En France, depuis l’ouverture de la PMA aux femmes seules, un entretien avec un professionnel de santé, parfois un psychologue, peut être proposé dans le cadre du parcours hospitalier. Au Canada et en Belgique, la consultation psychologique est également fréquente, notamment lorsqu’un don de gamètes est impliqué. En Suisse, où la PMA solo n’est pas autorisée, les femmes qui entreprennent un parcours à l’étranger peuvent choisir un accompagnement en amont ou en parallèle pour sécuriser leur projet sur le plan émotionnel.

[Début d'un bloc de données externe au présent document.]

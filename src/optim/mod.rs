//! Optimizers and learning-rate schedulers

mod adam;
mod adamw;
mod optimizer;
mod scheduler;
mod sgd;

pub use adam::Adam;
pub use adamw::AdamW;
pub use optimizer::{Optimizer, OptimizerState};
pub use scheduler::{ConstantLR, CosineAnnealingLR, LRScheduler, StepDecayLR};
pub use sgd::SGD;
//! Autograd operations with backward passes

mod activations;
mod basic;
mod matmul;
mod shape;

pub use activations::{relu, tanh};
pub use basic::{add, add_scalar, mean, mean_of, mul, scale, sub, sum};
pub use matmul::{matmul, matmul_compute, transpose, transposed};
pub use shape::{add_bias, broadcast_rows, concat_cols, row_norms};
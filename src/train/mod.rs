//! Training loops, losses and metrics
//!
//! - [`pretrain`]: generator and critic only, each with its own early stopping
//! - [`CombinedTrainer`]: generator, critic and classifier per batch, early
//!   stopping on validation accuracy
//! - [`evaluate`]: held-out accuracy / F1 with logits averaged over noise draws

mod combined;
mod csv_log;
mod early_stopping;
mod evaluate;
mod loss;
mod metrics;
mod noise;
mod player;
mod pretrain;
mod snapshot;

#[cfg(test)]
mod tests;

pub use combined::{
    CombinedConfig, CombinedReport, CombinedTrainer, Splits, StepOutcome, BEST_MODEL_FILE,
    COMBINED_METRICS_FILE, COMBINED_SNAPSHOT_DIR, METRICS_BACKUP_FILE,
};
pub use csv_log::{CombinedRow, MetricsLog, MetricsRow, PretrainRow};
pub use early_stopping::{EarlyStopping, Mode};
pub use evaluate::{evaluate, EvalResult};
pub use loss::{
    gradient_penalty, CrossEntropyLoss, LossFn, MSELoss, MeanGapWasserstein, WassersteinLoss,
    DEFAULT_PENALTY_WEIGHT,
};
pub use metrics::{
    argmax_rows, discriminator_hits, precision_recall_f1, BinaryScores, ClassificationTally,
};
pub use noise::sample_noise;
pub use player::Player;
pub use pretrain::{
    pretrain, PretrainConfig, PretrainReport, BEST_DISCRIMINATOR_FILE, BEST_GENERATOR_FILE,
    PRETRAIN_METRICS_FILE, PRETRAIN_SNAPSHOT_DIR,
};
pub use snapshot::{snapshot_file_name, SnapshotWriter};
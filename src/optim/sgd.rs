//! Stochastic Gradient Descent optimizer

use super::optimizer::{from_buffers, to_buffers};
use super::{Optimizer, OptimizerState};
use crate::{Result, Tensor};
use ndarray::Array1;
use std::collections::BTreeMap;

/// SGD optimizer with optional momentum
pub struct SGD {
    lr: f32,
    momentum: f32,
    steps: u64,
    velocities: Vec<Option<Array1<f32>>>,
}

impl SGD {
    /// Create a new SGD optimizer
    pub fn new(lr: f32, momentum: f32) -> Self {
        Self {
            lr,
            momentum,
            steps: 0,
            velocities: Vec::new(),
        }
    }
}

impl Optimizer for SGD {
    fn step_refs(&mut self, params: &mut [&mut Tensor]) {
        if self.velocities.len() < params.len() {
            self.velocities.resize(params.len(), None);
        }
        self.steps += 1;

        for (i, param) in params.iter_mut().enumerate() {
            let Some(grad) = param.grad() else { continue };

            if self.momentum > 0.0 {
                // v = momentum * v - lr * grad
                let velocity = match &self.velocities[i] {
                    Some(v) => v * self.momentum - &grad * self.lr,
                    None => &grad * (-self.lr),
                };
                let updated = param.data() + &velocity;
                *param.data_mut() = updated;
                self.velocities[i] = Some(velocity);
            } else {
                // param -= lr * grad
                let updated = param.data() - &(&grad * self.lr);
                *param.data_mut() = updated;
            }
        }
    }

    fn lr(&self) -> f32 {
        self.lr
    }

    fn set_lr(&mut self, lr: f32) {
        self.lr = lr;
    }

    fn step_count(&self) -> u64 {
        self.steps
    }

    fn state(&self) -> OptimizerState {
        let mut buffers = BTreeMap::new();
        buffers.insert("velocity".to_string(), to_buffers(&self.velocities));
        OptimizerState {
            name: "sgd".to_string(),
            lr: self.lr,
            step_count: self.steps,
            buffers,
        }
    }

    fn load_state(&mut self, state: &OptimizerState) -> Result<()> {
        state.check_name("sgd")?;
        self.lr = state.lr;
        self.steps = state.step_count;
        self.velocities = from_buffers(state, "velocity");
        Ok(())
    }
}
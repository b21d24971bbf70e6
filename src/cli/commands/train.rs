//! Train command implementation

use crate::cli::LogLevel;
use crate::config::{apply_overrides, load_config, run_combined, TrainArgs, WarmStart};

pub fn run_train(args: TrainArgs, level: LogLevel) -> Result<(), String> {
    log::info!("layoutgan: training from {}", args.run.config.display());

    let mut spec = load_config(&args.run.config).map_err(|e| format!("Config error: {e}"))?;
    apply_overrides(&mut spec, &args.run).map_err(|e| format!("Config error: {e}"))?;

    let warm = WarmStart {
        generator: args.init_generator,
        discriminator: args.init_discriminator,
        checkpoint: args.resume,
    };
    let report = run_combined(&spec, &warm).map_err(|e| format!("Training error: {e}"))?;

    match report.best_epoch {
        Some(epoch) => log::info!(
            "Training complete: best val accuracy {:.2}% at epoch {}",
            report.best_val_accuracy,
            epoch
        ),
        None => log::info!("Training complete: no epoch improved on the baseline"),
    }
    if report.early_stopped {
        log::info!("  Stopped early after {} epochs", report.epochs_run);
    }
    if level == LogLevel::Verbose {
        log::debug!("  Metrics: {}", report.metrics_path.display());
        log::debug!("  Checkpoint: {}", report.checkpoint_path.display());
    }
    Ok(())
}
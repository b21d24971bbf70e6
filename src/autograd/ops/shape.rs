//! Row-wise operations on row-major matrices: bias broadcast, tiling,
//! column concatenation and per-row L2 norms

use crate::autograd::{tracks, BackwardOp, Tensor};
use ndarray::Array1;
use std::rc::Rc;

/// Add a `cols`-long bias to every row of a (rows x cols) matrix
pub fn add_bias(x: &Tensor, bias: &Tensor, rows: usize, cols: usize) -> Tensor {
    assert_eq!(x.len(), rows * cols, "add_bias: expected {rows}x{cols}");
    assert_eq!(bias.len(), cols, "add_bias: bias must have {cols} elements");

    let mut data = x.data().clone();
    for r in 0..rows {
        for c in 0..cols {
            data[r * cols + c] += bias.data()[c];
        }
    }
    let requires_grad = tracks(&[x, bias]);

    let mut result = Tensor::new(data, requires_grad);
    if requires_grad {
        result.set_backward_op(Rc::new(AddBiasBackward {
            inputs: [x.clone(), bias.clone()],
            rows,
            cols,
        }));
    }
    result
}

struct AddBiasBackward {
    inputs: [Tensor; 2],
    rows: usize,
    cols: usize,
}

impl BackwardOp for AddBiasBackward {
    fn inputs(&self) -> &[Tensor] {
        &self.inputs
    }

    fn backward(&self, grad: &Array1<f32>) -> Vec<Option<Array1<f32>>> {
        vec![
            Some(grad.clone()),
            Some(sum_rows(grad, self.rows, self.cols)),
        ]
    }
}

/// Tile a vector as `rows` identical rows
pub fn broadcast_rows(v: &Tensor, rows: usize) -> Tensor {
    let cols = v.len();
    let mut data = Array1::zeros(rows * cols);
    for r in 0..rows {
        data.slice_mut(ndarray::s![r * cols..(r + 1) * cols])
            .assign(v.data());
    }
    let requires_grad = tracks(&[v]);

    let mut result = Tensor::new(data, requires_grad);
    if requires_grad {
        result.set_backward_op(Rc::new(BroadcastRowsBackward {
            inputs: [v.clone()],
            rows,
        }));
    }
    result
}

struct BroadcastRowsBackward {
    inputs: [Tensor; 1],
    rows: usize,
}

impl BackwardOp for BroadcastRowsBackward {
    fn inputs(&self) -> &[Tensor] {
        &self.inputs
    }

    fn backward(&self, grad: &Array1<f32>) -> Vec<Option<Array1<f32>>> {
        let cols = self.inputs[0].len();
        vec![Some(sum_rows(grad, self.rows, cols))]
    }
}

fn sum_rows(grad: &Array1<f32>, rows: usize, cols: usize) -> Array1<f32> {
    let mut out = Array1::zeros(cols);
    for r in 0..rows {
        out += &grad.slice(ndarray::s![r * cols..(r + 1) * cols]);
    }
    out
}

/// Concatenate (rows x cols_i) matrices along the column axis
///
/// Each part is given with its column count. The result is
/// (rows x Σ cols_i).
pub fn concat_cols(parts: &[(&Tensor, usize)], rows: usize) -> Tensor {
    let total_cols: usize = parts.iter().map(|(_, c)| c).sum();
    for (t, cols) in parts {
        assert_eq!(
            t.len(),
            rows * cols,
            "concat_cols: part must be {rows}x{cols}"
        );
    }

    let mut data = Array1::zeros(rows * total_cols);
    for r in 0..rows {
        let mut offset = r * total_cols;
        for (t, cols) in parts {
            data.slice_mut(ndarray::s![offset..offset + cols])
                .assign(&t.data().slice(ndarray::s![r * cols..(r + 1) * cols]));
            offset += cols;
        }
    }

    let refs: Vec<&Tensor> = parts.iter().map(|(t, _)| *t).collect();
    let requires_grad = tracks(&refs);

    let mut result = Tensor::new(data, requires_grad);
    if requires_grad {
        result.set_backward_op(Rc::new(ConcatColsBackward {
            inputs: parts.iter().map(|(t, _)| (*t).clone()).collect(),
            widths: parts.iter().map(|(_, c)| *c).collect(),
            rows,
        }));
    }
    result
}

struct ConcatColsBackward {
    inputs: Vec<Tensor>,
    widths: Vec<usize>,
    rows: usize,
}

impl BackwardOp for ConcatColsBackward {
    fn inputs(&self) -> &[Tensor] {
        &self.inputs
    }

    fn backward(&self, grad: &Array1<f32>) -> Vec<Option<Array1<f32>>> {
        let total_cols: usize = self.widths.iter().sum();
        let mut start = 0;
        self.widths
            .iter()
            .map(|&cols| {
                let mut part = Array1::zeros(self.rows * cols);
                for r in 0..self.rows {
                    let src = r * total_cols + start;
                    part.slice_mut(ndarray::s![r * cols..(r + 1) * cols])
                        .assign(&grad.slice(ndarray::s![src..src + cols]));
                }
                start += cols;
                Some(part)
            })
            .collect()
    }
}

/// L2 norm of each row of a (rows x cols) matrix
///
/// The gradient of a zero-norm row is defined as zero.
pub fn row_norms(x: &Tensor, rows: usize, cols: usize) -> Tensor {
    assert_eq!(x.len(), rows * cols, "row_norms: expected {rows}x{cols}");
    let norms: Array1<f32> = (0..rows)
        .map(|r| {
            x.data()
                .slice(ndarray::s![r * cols..(r + 1) * cols])
                .iter()
                .map(|v| v * v)
                .sum::<f32>()
                .sqrt()
        })
        .collect();
    let requires_grad = tracks(&[x]);

    let mut result = Tensor::new(norms.clone(), requires_grad);
    if requires_grad {
        result.set_backward_op(Rc::new(RowNormsBackward {
            inputs: [x.clone()],
            norms,
            cols,
        }));
    }
    result
}

struct RowNormsBackward {
    inputs: [Tensor; 1],
    norms: Array1<f32>,
    cols: usize,
}

impl BackwardOp for RowNormsBackward {
    fn inputs(&self) -> &[Tensor] {
        &self.inputs
    }

    fn backward(&self, grad: &Array1<f32>) -> Vec<Option<Array1<f32>>> {
        // ∂‖x_r‖/∂x_rc = x_rc / ‖x_r‖
        let x = self.inputs[0].data();
        let mut out = Array1::zeros(x.len());
        for (r, &norm) in self.norms.iter().enumerate() {
            if norm == 0.0 {
                continue;
            }
            let factor = grad[r] / norm;
            for c in 0..self.cols {
                let i = r * self.cols + c;
                out[i] = x[i] * factor;
            }
        }
        vec![Some(out)]
    }
}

Au-delà de cette étape ponctuelle, il est particulièrement bénéfique de se faire accompagner sur le long terme. Le parcours de PMA peut être exigeant, avec des délais d’attente, des espoirs, d’éventuelles déceptions, et parfois une pression sociale ou familiale. Un suivi régulier permet de traverser ces phases avec davantage de stabilité et de clarté. Certaines femmes choisissent également d’être accompagnées par des coachs spécialisés en fertilité ou en maternité solo. Ces professionnels peuvent aider à structurer le projet, maintenir la motivation, gérer le stress, organiser les démarches administratives et préparer l’arrivée de l’enfant. Le coaching ne remplace pas un suivi psychologique, mais il peut constituer un soutien complémentaire orienté vers l’action et la mise en mouvement.
En résumé, même si ce n’est pas toujours obligatoire, l’accompagnement, qu’il soit psychologique ou par du coaching, représente un véritable facteur de solidité et de sérénité dans un projet de maternité solo. Se sentir entourée et soutenue est souvent une clé importante pour vivre ce parcours de manière plus apaisée et confiante.